Only a number is expected: how many lines in the data below contain the word "match".

═══ Data for this task ═══

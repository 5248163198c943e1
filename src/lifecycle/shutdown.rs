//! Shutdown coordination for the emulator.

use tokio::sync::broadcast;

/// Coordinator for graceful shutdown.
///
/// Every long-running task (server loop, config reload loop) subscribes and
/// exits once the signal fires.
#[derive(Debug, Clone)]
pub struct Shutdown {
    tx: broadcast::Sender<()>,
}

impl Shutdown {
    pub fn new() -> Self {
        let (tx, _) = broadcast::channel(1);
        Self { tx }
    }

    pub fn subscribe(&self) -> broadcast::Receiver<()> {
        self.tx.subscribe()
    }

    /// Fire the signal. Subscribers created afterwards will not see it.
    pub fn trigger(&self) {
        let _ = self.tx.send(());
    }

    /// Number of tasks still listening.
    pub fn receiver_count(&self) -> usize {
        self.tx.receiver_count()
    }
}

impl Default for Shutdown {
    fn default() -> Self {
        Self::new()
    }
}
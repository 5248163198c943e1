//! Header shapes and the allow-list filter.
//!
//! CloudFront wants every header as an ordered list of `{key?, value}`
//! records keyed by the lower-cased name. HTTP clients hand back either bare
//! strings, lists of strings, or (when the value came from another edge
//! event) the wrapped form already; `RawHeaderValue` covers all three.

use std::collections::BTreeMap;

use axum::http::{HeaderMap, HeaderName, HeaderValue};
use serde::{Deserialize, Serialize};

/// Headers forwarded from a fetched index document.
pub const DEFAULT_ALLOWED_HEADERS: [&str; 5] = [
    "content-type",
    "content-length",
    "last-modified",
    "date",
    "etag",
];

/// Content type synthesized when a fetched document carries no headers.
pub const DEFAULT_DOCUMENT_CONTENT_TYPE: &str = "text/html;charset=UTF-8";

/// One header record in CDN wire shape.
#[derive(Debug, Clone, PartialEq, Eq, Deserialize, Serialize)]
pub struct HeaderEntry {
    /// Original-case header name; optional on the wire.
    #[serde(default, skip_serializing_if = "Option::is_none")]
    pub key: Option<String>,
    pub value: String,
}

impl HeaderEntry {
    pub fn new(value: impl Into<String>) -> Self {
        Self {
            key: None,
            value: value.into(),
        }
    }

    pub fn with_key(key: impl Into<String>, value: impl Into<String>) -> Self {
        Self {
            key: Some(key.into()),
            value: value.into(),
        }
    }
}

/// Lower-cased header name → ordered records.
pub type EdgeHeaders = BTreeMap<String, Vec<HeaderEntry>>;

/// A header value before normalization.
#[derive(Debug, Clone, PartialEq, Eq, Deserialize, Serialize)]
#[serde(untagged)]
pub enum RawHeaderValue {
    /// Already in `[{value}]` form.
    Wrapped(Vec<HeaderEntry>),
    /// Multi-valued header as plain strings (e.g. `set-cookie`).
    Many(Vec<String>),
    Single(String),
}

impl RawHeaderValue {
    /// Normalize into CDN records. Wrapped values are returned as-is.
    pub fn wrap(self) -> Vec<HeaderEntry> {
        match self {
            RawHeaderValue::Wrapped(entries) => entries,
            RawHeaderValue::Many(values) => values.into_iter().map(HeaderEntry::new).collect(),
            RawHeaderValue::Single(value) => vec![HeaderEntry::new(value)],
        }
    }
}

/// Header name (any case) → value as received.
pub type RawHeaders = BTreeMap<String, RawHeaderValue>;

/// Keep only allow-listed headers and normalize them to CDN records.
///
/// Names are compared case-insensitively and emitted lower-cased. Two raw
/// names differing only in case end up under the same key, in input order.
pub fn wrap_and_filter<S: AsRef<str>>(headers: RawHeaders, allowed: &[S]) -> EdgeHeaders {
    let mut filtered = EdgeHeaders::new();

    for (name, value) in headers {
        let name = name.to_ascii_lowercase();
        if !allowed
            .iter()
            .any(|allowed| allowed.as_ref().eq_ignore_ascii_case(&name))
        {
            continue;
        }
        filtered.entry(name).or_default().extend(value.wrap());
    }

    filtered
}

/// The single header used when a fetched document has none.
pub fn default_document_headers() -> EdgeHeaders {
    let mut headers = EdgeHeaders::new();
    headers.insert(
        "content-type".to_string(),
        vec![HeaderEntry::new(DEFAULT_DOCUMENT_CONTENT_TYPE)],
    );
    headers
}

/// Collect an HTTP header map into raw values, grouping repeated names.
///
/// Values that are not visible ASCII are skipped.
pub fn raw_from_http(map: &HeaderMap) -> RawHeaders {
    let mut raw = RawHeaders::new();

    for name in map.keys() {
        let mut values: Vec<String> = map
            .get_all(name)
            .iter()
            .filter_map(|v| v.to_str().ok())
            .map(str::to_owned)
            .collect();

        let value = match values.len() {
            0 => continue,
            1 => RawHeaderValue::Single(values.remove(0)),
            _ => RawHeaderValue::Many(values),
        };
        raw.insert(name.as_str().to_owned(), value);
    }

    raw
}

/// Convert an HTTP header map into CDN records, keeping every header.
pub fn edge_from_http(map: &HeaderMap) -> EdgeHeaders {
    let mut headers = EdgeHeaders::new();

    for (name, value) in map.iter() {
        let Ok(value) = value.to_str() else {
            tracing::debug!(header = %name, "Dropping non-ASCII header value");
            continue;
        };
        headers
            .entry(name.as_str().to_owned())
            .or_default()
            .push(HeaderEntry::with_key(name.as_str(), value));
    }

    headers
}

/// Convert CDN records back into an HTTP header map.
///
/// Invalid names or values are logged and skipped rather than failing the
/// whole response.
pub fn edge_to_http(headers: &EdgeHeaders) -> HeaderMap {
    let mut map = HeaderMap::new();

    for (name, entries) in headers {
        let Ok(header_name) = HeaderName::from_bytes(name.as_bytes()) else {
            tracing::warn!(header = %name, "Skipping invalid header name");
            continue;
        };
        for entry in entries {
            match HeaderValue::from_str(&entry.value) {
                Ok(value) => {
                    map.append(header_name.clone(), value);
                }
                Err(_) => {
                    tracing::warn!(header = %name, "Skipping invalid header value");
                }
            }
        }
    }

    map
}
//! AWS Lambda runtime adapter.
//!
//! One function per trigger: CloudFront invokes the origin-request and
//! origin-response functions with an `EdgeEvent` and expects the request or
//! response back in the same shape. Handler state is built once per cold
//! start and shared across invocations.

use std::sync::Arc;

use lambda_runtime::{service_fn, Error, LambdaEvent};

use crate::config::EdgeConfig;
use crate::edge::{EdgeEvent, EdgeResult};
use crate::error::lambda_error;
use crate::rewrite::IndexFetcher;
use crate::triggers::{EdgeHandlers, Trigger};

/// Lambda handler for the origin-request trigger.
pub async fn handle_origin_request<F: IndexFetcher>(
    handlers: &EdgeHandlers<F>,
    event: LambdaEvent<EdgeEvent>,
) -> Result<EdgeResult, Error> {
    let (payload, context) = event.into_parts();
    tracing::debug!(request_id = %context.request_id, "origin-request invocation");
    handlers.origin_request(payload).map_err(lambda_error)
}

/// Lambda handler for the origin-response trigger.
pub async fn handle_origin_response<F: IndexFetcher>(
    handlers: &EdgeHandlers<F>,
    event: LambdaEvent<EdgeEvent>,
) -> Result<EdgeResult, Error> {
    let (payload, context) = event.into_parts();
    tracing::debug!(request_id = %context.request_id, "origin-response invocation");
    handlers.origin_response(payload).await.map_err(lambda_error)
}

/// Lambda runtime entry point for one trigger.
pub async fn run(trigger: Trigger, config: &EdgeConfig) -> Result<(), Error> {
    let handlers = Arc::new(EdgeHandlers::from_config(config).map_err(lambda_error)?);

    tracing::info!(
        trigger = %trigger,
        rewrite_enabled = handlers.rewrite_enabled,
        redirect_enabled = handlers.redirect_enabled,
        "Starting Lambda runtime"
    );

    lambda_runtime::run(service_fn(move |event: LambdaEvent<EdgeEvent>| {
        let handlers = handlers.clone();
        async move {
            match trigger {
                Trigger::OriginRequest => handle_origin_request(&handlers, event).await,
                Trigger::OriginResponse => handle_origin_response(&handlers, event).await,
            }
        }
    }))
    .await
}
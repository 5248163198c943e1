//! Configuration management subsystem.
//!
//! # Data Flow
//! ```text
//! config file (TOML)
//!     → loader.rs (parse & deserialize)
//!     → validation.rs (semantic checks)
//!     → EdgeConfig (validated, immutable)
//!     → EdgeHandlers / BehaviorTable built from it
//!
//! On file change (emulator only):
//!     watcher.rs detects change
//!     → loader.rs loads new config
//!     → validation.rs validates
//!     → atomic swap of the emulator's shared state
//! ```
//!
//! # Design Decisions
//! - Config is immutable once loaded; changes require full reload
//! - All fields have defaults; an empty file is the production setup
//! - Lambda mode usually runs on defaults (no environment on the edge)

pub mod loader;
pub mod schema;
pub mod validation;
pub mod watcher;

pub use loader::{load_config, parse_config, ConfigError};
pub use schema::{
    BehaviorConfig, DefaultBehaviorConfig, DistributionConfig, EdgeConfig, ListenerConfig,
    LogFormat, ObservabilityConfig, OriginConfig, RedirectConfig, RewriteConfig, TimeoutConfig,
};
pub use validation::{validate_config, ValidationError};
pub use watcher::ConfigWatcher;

═══

■ **Your response**: 4